As corporations and nationwide businesses occupy the high street, filling each town and city with an abundance of similar products, there has been a resurgence of interest directed toward small businesses. Customers are turning to local and independent retailers and creators seeking products that are made with higher-quality and in a lower quantity.

As well as the products themselves, small business owners, and the teams that support them, are far more accessible to customers. This creates a personal connection with the business and the product sold, which is an appealing quality to customers. Purchases become friendly interactions and offer shoppers the opportunity to choose businesses that better suit their needs.

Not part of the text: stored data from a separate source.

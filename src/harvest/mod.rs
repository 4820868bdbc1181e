//! Harvester - grows the discovery page and extracts search queries.
//!
//! # Architecture
//!
//! - **Session** (`session.rs`) - the [`PageSession`] seam over the rendering engine
//! - **Chrome** (`chrome.rs`) - headless Chrome implementation of the seam
//! - **Growth** (`growth.rs`) - scroll-until-stalled loop driving lazy loading
//! - **Extract** (`extract.rs`) - one parse of the final markup into track records
//! - **Service** (`service.rs`) - orchestration of a whole harvest run
//!
//! # Usage
//!
//! ```ignore
//! use harvest::{ChromeSession, HarvestSettings, TrackSelectors};
//!
//! let mut session = ChromeSession::launch(&browser_settings)?;
//! let mut report = HarvestReport::default();
//! let queries = harvest::run(&mut session, &selectors, &settings, &mut report)?;
//! ```

pub mod chrome;
pub mod extract;
pub mod growth;
pub mod service;
pub mod session;

pub use chrome::{BrowserSettings, ChromeSession};
pub use extract::{Extraction, SkipReason, TrackSelectors, extract_records};
pub use growth::{GrowthOutcome, GrowthSettings, GrowthStop, grow};
pub use service::{HarvestReport, HarvestSettings, run};
pub use session::PageSession;

use crate::query_file::QueryFileError;

/// Errors that abort a harvest run
#[derive(Debug, thiserror::Error)]
pub enum HarvestError {
    #[error("Rendering failed during {operation}: {message}")]
    Rendering { operation: String, message: String },

    #[error("Growth proxy is not a number: {0}")]
    InvalidProxy(String),

    #[error("Invalid selector '{selector}': {message}")]
    Selector { selector: String, message: String },

    #[error(transparent)]
    QueryFile(#[from] QueryFileError),
}

impl HarvestError {
    /// Create a rendering error for the named browser operation.
    pub fn rendering(operation: impl Into<String>, message: impl ToString) -> Self {
        Self::Rendering {
            operation: operation.into(),
            message: message.to_string(),
        }
    }
}
//! Configuration command.

use std::path::Path;

use crate::config::{self, Config};
use crate::error::{Error, Result};

/// Print the effective configuration, or write the defaults with `init`
pub fn cmd_config(config: &Config, path: Option<&Path>, init: bool, force: bool) -> Result<()> {
    let target = match path {
        Some(path) => path.to_path_buf(),
        None => config::config_path().ok_or_else(|| Error::config("could not determine config directory"))?,
    };

    if init {
        if target.exists() && !force {
            return Err(Error::config(format!(
                "{} already exists (use --force to overwrite)",
                target.display()
            )));
        }
        let written = config::save(&Config::default(), Some(&target))?;
        println!("✓ Wrote default configuration to {}", written.display());
        return Ok(());
    }

    let shown = toml::to_string_pretty(&config.redacted())
        .map_err(|e| Error::config(format!("serializing config: {e}")))?;
    let state = if target.exists() { "" } else { " (not present, showing defaults)" };
    println!("# {}{}", target.display(), state);
    println!();
    print!("{shown}");
    Ok(())
}
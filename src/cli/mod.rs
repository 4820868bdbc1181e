//! Command-line interface for openbroadcast-playlist.
//!
//! This module provides the harvest and build pipelines as subcommands,
//! plus helpers for catalog authorization and configuration.

mod commands;

pub use commands::{Cli, Commands, run_command};
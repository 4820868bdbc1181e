//! Test utilities and fixtures for openbroadcast-playlist tests.
//!
//! This module provides markup builders shaped like the discovery page, so
//! harvester tests do not repeat HTML boilerplate.
//!
//! # Example
//!
//! ```ignore
//! use crate::test_utils::{default_selectors, media_row, page};
//!
//! #[test]
//! fn test_something() {
//!     let markup = page(&[media_row("Foo", "Bar")]);
//!     let extraction = extract_records(&markup, &default_selectors(), 0);
//!     // ... test logic
//! }
//! ```

use crate::config::SourceConfig;
use crate::harvest::TrackSelectors;

/// Selectors from the default configuration.
pub fn default_selectors() -> TrackSelectors {
    let source = SourceConfig::default();
    TrackSelectors::parse(&source.row_selector, &source.title_selector, &source.artist_selector)
        .expect("Default selectors must compile")
}

/// One track row as rendered by the discovery page.
///
/// Text is inserted verbatim, so callers may pass entities or whitespace.
pub fn media_row(title: &str, artist: &str) -> String {
    format!(
        r##"<div class="media-row"><div class="name"><a href="#">{title}</a></div><div class="artists"><a class="artist__name" href="#">{artist}</a></div></div>"##
    )
}

/// A track row whose artist element is missing entirely.
pub fn media_row_without_artist(title: &str) -> String {
    format!(r##"<div class="media-row"><div class="name"><a href="#">{title}</a></div></div>"##)
}

/// Wrap rows in a complete HTML document.
pub fn page(rows: &[String]) -> String {
    format!(
        "<!DOCTYPE html><html><head><title>Discover</title></head><body><div class=\"listing\">{}</div></body></html>",
        rows.concat()
    )
}

#[cfg(test)]
mod tests {
    use super::*;

    #[test]
    fn test_media_row_contains_both_fields() {
        let row = media_row("Foo", "Bar");
        assert!(row.contains(">Foo</a>"));
        assert!(row.contains("artist__name"));
    }

    #[test]
    fn test_page_keeps_row_order() {
        let markup = page(&[media_row("One", "A"), media_row("Two", "B")]);
        let one = markup.find("One").unwrap();
        let two = markup.find("Two").unwrap();
        assert!(one < two);
    }
}
//! Catalog authorization command.

use std::io::Write;

use tokio::runtime::Runtime;

use crate::catalog::auth::{authorize_url, extract_code, save_token_cache, token_cache_path};
use crate::catalog::{AuthClient, CatalogError, TokenCache};
use crate::config::Config;
use crate::error::{Error, Result, ResultExt};

use super::AuthorizeArgs;

/// Run the authorization-code flow and cache the refresh token
pub fn cmd_authorize(rt: &Runtime, config: &Config, args: &AuthorizeArgs) -> Result<()> {
    let credentials = args.catalog.credentials(&config.catalog)?;

    let input = match &args.code {
        Some(code) => code.clone(),
        None => {
            println!("Open this URL in a browser and approve access:");
            println!();
            println!("  {}", authorize_url(&credentials, &config.catalog.scopes));
            println!();
            print!("Paste the URL you were redirected to: ");
            std::io::stdout().flush().with_context("writing prompt")?;

            let mut line = String::new();
            std::io::stdin()
                .read_line(&mut line)
                .with_context("reading authorization code")?;
            line
        }
    };
    let code = extract_code(&input)?;

    let auth = AuthClient::new(config.retry.request_timeout())?;
    let grant = rt.block_on(auth.exchange_code(&credentials, &code))?;
    let refresh_token = grant
        .refresh_token
        .ok_or_else(|| CatalogError::Auth("token endpoint returned no refresh token".to_string()))?;

    let path = token_cache_path().ok_or_else(|| Error::config("could not determine config directory"))?;
    save_token_cache(&path, &TokenCache::new(refresh_token, grant.scope))?;

    println!("✓ Authorized. Refresh token saved to {}", path.display());
    Ok(())
}
//! Trait definition for the catalog client.
//!
//! Enables dependency injection and mocking for tests. Production code uses
//! [`SpotifyClient`](super::SpotifyClient), tests substitute
//! [`mocks::MockCatalog`].

use async_trait::async_trait;

use super::domain::{CatalogError, CatalogUser, PlaylistSummary, SearchPage};
use crate::model::CatalogTrackId;

/// Operations the playlist builder needs from the catalog
#[async_trait]
pub trait CatalogApi: Send + Sync {
    /// The authenticated user.
    async fn current_user(&self) -> Result<CatalogUser, CatalogError>;

    /// One page of track search results.
    async fn search(&self, query: &str, limit: u32, offset: u32) -> Result<SearchPage, CatalogError>;

    /// Every playlist of the user, in the order the service lists them.
    async fn list_user_playlists(&self, user_id: &str) -> Result<Vec<PlaylistSummary>, CatalogError>;

    /// Create an empty playlist.
    async fn create_playlist(
        &self,
        user_id: &str,
        name: &str,
        public: bool,
    ) -> Result<PlaylistSummary, CatalogError>;

    /// Replace the whole membership with `ids` (at most one batch).
    async fn replace_tracks(&self, playlist_id: &str, ids: &[CatalogTrackId]) -> Result<(), CatalogError>;

    /// Append `ids` (at most one batch).
    async fn add_tracks(&self, playlist_id: &str, ids: &[CatalogTrackId]) -> Result<(), CatalogError>;
}

#[async_trait]
impl CatalogApi for super::SpotifyClient {
    async fn current_user(&self) -> Result<CatalogUser, CatalogError> {
        self.current_user().await
    }

    async fn search(&self, query: &str, limit: u32, offset: u32) -> Result<SearchPage, CatalogError> {
        self.search(query, limit, offset).await
    }

    async fn list_user_playlists(&self, user_id: &str) -> Result<Vec<PlaylistSummary>, CatalogError> {
        self.list_user_playlists(user_id).await
    }

    async fn create_playlist(
        &self,
        user_id: &str,
        name: &str,
        public: bool,
    ) -> Result<PlaylistSummary, CatalogError> {
        self.create_playlist(user_id, name, public).await
    }

    async fn replace_tracks(&self, playlist_id: &str, ids: &[CatalogTrackId]) -> Result<(), CatalogError> {
        self.replace_tracks(playlist_id, ids).await
    }

    async fn add_tracks(&self, playlist_id: &str, ids: &[CatalogTrackId]) -> Result<(), CatalogError> {
        self.add_tracks(playlist_id, ids).await
    }
}
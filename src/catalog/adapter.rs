//! Adapter layer: Convert Web API DTOs to domain models
//!
//! This is the ONLY place where DTO types are converted to domain types.

use super::domain::{CatalogUser, PlaylistSummary, SearchPage, TrackMatch};
use super::dto;
use crate::model::CatalogTrackId;

pub fn to_user(profile: dto::UserProfile) -> CatalogUser {
    CatalogUser {
        id: profile.id,
        display_name: profile.display_name,
    }
}

/// Convert a search response into a page of matches.
///
/// Null items and tracks without an id (local files) are dropped; the
/// relative order of the remaining items is kept.
pub fn to_search_page(response: dto::SearchResponse) -> SearchPage {
    let Some(paging) = response.tracks else {
        return SearchPage::default();
    };

    let items = paging
        .items
        .into_iter()
        .flatten()
        .filter_map(|track| {
            let id = track.id?;
            Some(TrackMatch {
                id: CatalogTrackId::new(id),
                name: track.name,
                artists: track.artists.into_iter().map(|a| a.name).collect(),
            })
        })
        .collect();

    SearchPage {
        items,
        total: paging.total,
        offset: paging.offset,
    }
}

pub fn to_playlist(playlist: dto::SimplifiedPlaylist) -> PlaylistSummary {
    PlaylistSummary {
        id: playlist.id,
        name: playlist.name,
        owner_id: playlist.owner.map(|o| o.id),
        track_count: playlist.tracks.map(|t| t.total),
    }
}

/// Convert one page of a playlist listing, skipping null entries.
pub fn to_playlists(page: dto::Paging<dto::SimplifiedPlaylist>) -> Vec<PlaylistSummary> {
    page.items.into_iter().flatten().map(to_playlist).collect()
}
//! Scroll-until-stalled growth loop.
//!
//! Each iteration triggers a lazy-loading step, waits for the page to
//! settle and compares the document height with the previous reading.
//! Consecutive unchanged readings increment a stall counter; any change
//! resets it. The loop ends when the counter reaches the stall limit, or
//! when the hard iteration cap is hit.

use std::time::Duration;

use super::{HarvestError, PageSession};

/// Tuning knobs for the growth loop
#[derive(Debug, Clone)]
pub struct GrowthSettings {
    /// Consecutive no-change observations that mean "exhausted"
    pub stall_limit: u32,
    /// Hard cap on growth steps (0 = unlimited)
    pub max_iterations: u32,
    /// Wait after every growth step before reading the proxy
    pub settle_delay: Duration,
    /// Extra wait after a step that produced no new content
    pub stall_delay: Duration,
}

impl Default for GrowthSettings {
    fn default() -> Self {
        Self {
            stall_limit: 5,
            max_iterations: 200,
            settle_delay: Duration::from_secs(10),
            stall_delay: Duration::from_secs(10),
        }
    }
}

/// Why the growth loop stopped
#[derive(Debug, Clone, Copy, PartialEq, Eq)]
pub enum GrowthStop {
    /// The stall limit was reached: no more content to load
    Exhausted,
    /// The iteration cap was reached while content was still changing
    IterationCap,
}

/// Result of a completed growth loop
#[derive(Debug, Clone, PartialEq)]
pub struct GrowthOutcome {
    /// Growth steps performed
    pub iterations: u32,
    /// Last proxy reading
    pub final_proxy: f64,
    pub stop: GrowthStop,
}

/// Grow the page until loading stalls.
pub fn grow<S: PageSession + ?Sized>(
    session: &mut S,
    settings: &GrowthSettings,
) -> Result<GrowthOutcome, HarvestError> {
    let mut last_proxy = session.read_growth_proxy()?;
    let mut stalls = 0u32;
    let mut iterations = 0u32;

    while stalls < settings.stall_limit {
        if settings.max_iterations > 0 && iterations >= settings.max_iterations {
            tracing::warn!(
                iterations,
                proxy = last_proxy,
                "Iteration cap reached before the page stopped growing"
            );
            return Ok(GrowthOutcome {
                iterations,
                final_proxy: last_proxy,
                stop: GrowthStop::IterationCap,
            });
        }

        session.trigger_growth_step()?;
        pause(settings.settle_delay);
        let proxy = session.read_growth_proxy()?;
        iterations += 1;

        if proxy == last_proxy {
            stalls += 1;
            tracing::info!(
                "No new content loaded. Attempt {}/{}",
                stalls,
                settings.stall_limit
            );
            if stalls < settings.stall_limit {
                pause(settings.stall_delay);
            }
        } else {
            stalls = 0;
        }
        last_proxy = proxy;

        tracing::info!(
            iteration = iterations,
            height = proxy,
            "Scrolled to bottom of page"
        );
    }

    Ok(GrowthOutcome {
        iterations,
        final_proxy: last_proxy,
        stop: GrowthStop::Exhausted,
    })
}

fn pause(delay: Duration) {
    if !delay.is_zero() {
        std::thread::sleep(delay);
    }
}

#[cfg(test)]
mod tests {
    use super::*;
    use crate::harvest::session::mocks::{EndlessPage, MockPage, SequencePage};

    fn instant(stall_limit: u32, max_iterations: u32) -> GrowthSettings {
        GrowthSettings {
            stall_limit,
            max_iterations,
            settle_delay: Duration::ZERO,
            stall_delay: Duration::ZERO,
        }
    }

    #[test]
    fn test_stops_after_growth_plus_stall_limit() {
        let mut page = MockPage::growing(3, "");
        let outcome = grow(&mut page, &instant(5, 0)).unwrap();

        assert_eq!(page.steps, 8);
        assert_eq!(outcome.iterations, 8);
        assert_eq!(outcome.stop, GrowthStop::Exhausted);
        assert_eq!(outcome.final_proxy, 2500.0);
    }

    #[test]
    fn test_static_page_stops_after_stall_limit() {
        let mut page = MockPage::static_page("");
        let outcome = grow(&mut page, &instant(5, 0)).unwrap();
        assert_eq!(outcome.iterations, 5);
    }

    #[test]
    fn test_iteration_cap_bounds_endless_page() {
        let mut page = EndlessPage { steps: 0 };
        let outcome = grow(&mut page, &instant(5, 12)).unwrap();

        assert_eq!(page.steps, 12);
        assert_eq!(outcome.stop, GrowthStop::IterationCap);
    }

    #[test]
    fn test_zero_stall_limit_performs_no_steps() {
        let mut page = MockPage::growing(3, "");
        let outcome = grow(&mut page, &instant(0, 0)).unwrap();
        assert_eq!(outcome.iterations, 0);
        assert_eq!(page.steps, 0);
    }

    #[test]
    fn test_growth_resets_stall_counter() {
        // Two stalls, one growth, then three stalls. Without the reset the
        // loop would stop after the fourth step.
        let mut page = SequencePage::new(&[1000.0, 1000.0, 1000.0, 1500.0, 1500.0]);
        let outcome = grow(&mut page, &instant(3, 100)).unwrap();

        assert_eq!(page.steps, 6);
        assert_eq!(outcome.iterations, 6);
        assert_eq!(outcome.final_proxy, 1500.0);
        assert_eq!(outcome.stop, GrowthStop::Exhausted);
    }
}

The most interesting aspect of this growing preference for shopping small and local is that the internet is the most appropriate platform upon which to support them. Alongside individual websites, digital platforms like Depop, Etsy, and Shopify have given even the smallest businesses an opportunity to start out. Larger services, such as WhatsApp, are even following suit, looking to accommodate retail services. No longer do artisans, creatives, and entrepreneurs need to find and compete for appropriate rental spaces on the high street or seek out substantial loans when, instead, they can begin their business affordably online.

Digital shopping’s efficiency now works to the advantage of personal shopping experiences. For example, new parents who might seek a sustainably made ultimate baby gift set or a unique Christmas gift designed by a local artist will be better equipped to find their desired products online, being able to narrow their product specifications down, as well as containing them to their local area.

Whereas previously, shopping online has been represented as being an impersonal practice, one that is unsupportive of local interests, it is now the opposite that is true. Shop local online is a Google search query that has grown over 200% in popularity this year. While some of this interest can be attributed to concerns of post-pandemic shopping, searches involving local and near me are becoming more frequent each year.

While it may seem counterintuitive to shop for a personal and special product online, the situation is actually the reverse. High street retailers, despite occupying brick and mortar stores, often offer less of a personal experience than shopping with an independent business digitally. Now, as more small and independent businesses are making their start online, utilising social media to reach wider audiences, it seems that their presence will continue to grow, and their support along with it.